**Try it**. Would you set down every line of the data below exactly as it reads?

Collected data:
----------

//! Configuration sources and shared constants
//!
//! Settings are layered from optional config files and `TELEDOCK_*`
//! environment variables. Transport crates deserialize their own settings
//! struct from [`build_config`].

use config::{Config, ConfigError, Environment, File};

/// Environment variable prefix for every setting.
pub const ENV_PREFIX: &str = "TELEDOCK";

/// Label set by `docker compose` on every container of a project.
pub const COMPOSE_PROJECT_LABEL: &str = "com.docker.compose.project";

/// Grace period given to a container before it is killed on stop.
pub const STOP_TIMEOUT_SECS: i32 = 30;

/// Number of log lines returned when no valid tail is requested.
pub const DEFAULT_LOG_TAIL: u64 = 10;

/// Length of the id prefix embedded into callback data.
///
/// Telegram limits callback data to 64 bytes.
pub const RESOURCE_ID_PREFIX_LEN: usize = 10;

/// Length of the id shown in container listings.
pub const RESOURCE_ID_DISPLAY_LEN: usize = 12;

/// Maximum characters of raw payload per outbound message chunk.
///
/// Telegram's hard limit is 4096; the margin leaves room for markup and escaping.
pub const MESSAGE_CHUNK_CHARS: usize = 3000;

/// Build the layered configuration.
///
/// Sources, later ones overriding earlier ones:
/// `config/default`, `config/{RUN_MODE}`, `config/local`, then `TELEDOCK_*`
/// environment variables (`TELEDOCK_TOKEN` becomes the `token` key).
///
/// # Errors
///
/// Returns a `ConfigError` if a present config file cannot be parsed.
pub fn build_config() -> Result<Config, ConfigError> {
    let run_mode = std::env::var("RUN_MODE").unwrap_or_else(|_| "development".into());

    Config::builder()
        .add_source(File::with_name("config/default").required(false))
        .add_source(File::with_name(&format!("config/{run_mode}")).required(false))
        // Not checked into git
        .add_source(File::with_name("config/local").required(false))
        .add_source(Environment::with_prefix(ENV_PREFIX).ignore_empty(true))
        .build()
}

----------

**Result of the task**.
//! Configuration sources and shared constants
//!
//! Settings are layered from optional config files and `TELEDOCK_*`
//! environment variables. Transport crates deserialize their own settings
//! struct from [`build_config`].

use config::{Config, ConfigError, Environment, File};

/// Environment variable prefix for every setting.
pub const ENV_PREFIX: &str = "TELEDOCK";

/// Label set by `docker compose` on every container of a project.
pub const COMPOSE_PROJECT_LABEL: &str = "com.docker.compose.project";

/// Grace period given to a container before it is killed on stop.
pub const STOP_TIMEOUT_SECS: i32 = 30;

/// Number of log lines returned when no valid tail is requested.
pub const DEFAULT_LOG_TAIL: u64 = 10;

/// Length of the id prefix embedded into callback data.
///
/// Telegram limits callback data to 64 bytes.
pub const RESOURCE_ID_PREFIX_LEN: usize = 10;

/// Length of the id shown in container listings.
pub const RESOURCE_ID_DISPLAY_LEN: usize = 12;

/// Maximum characters of raw payload per outbound message chunk.
///
/// Telegram's hard limit is 4096; the margin leaves room for markup and escaping.
pub const MESSAGE_CHUNK_CHARS: usize = 3000;

/// Build the layered configuration.
///
/// Sources, later ones overriding earlier ones:
/// `config/default`, `config/{RUN_MODE}`, `config/local`, then `TELEDOCK_*`
/// environment variables (`TELEDOCK_TOKEN` becomes the `token` key).
///
/// # Errors
///
/// Returns a `ConfigError` if a present config file cannot be parsed.
pub fn build_config() -> Result<Config, ConfigError> {
    let run_mode = std::env::var("RUN_MODE").unwrap_or_else(|_| "development".into());

    Config::builder()
        .add_source(File::with_name("config/default").required(false))
        .add_source(File::with_name(&format!("config/{run_mode}")).required(false))
        // Not checked into git
        .add_source(File::with_name("config/local").required(false))
        .add_source(Environment::with_prefix(ENV_PREFIX).ignore_empty(true))
        .build()
}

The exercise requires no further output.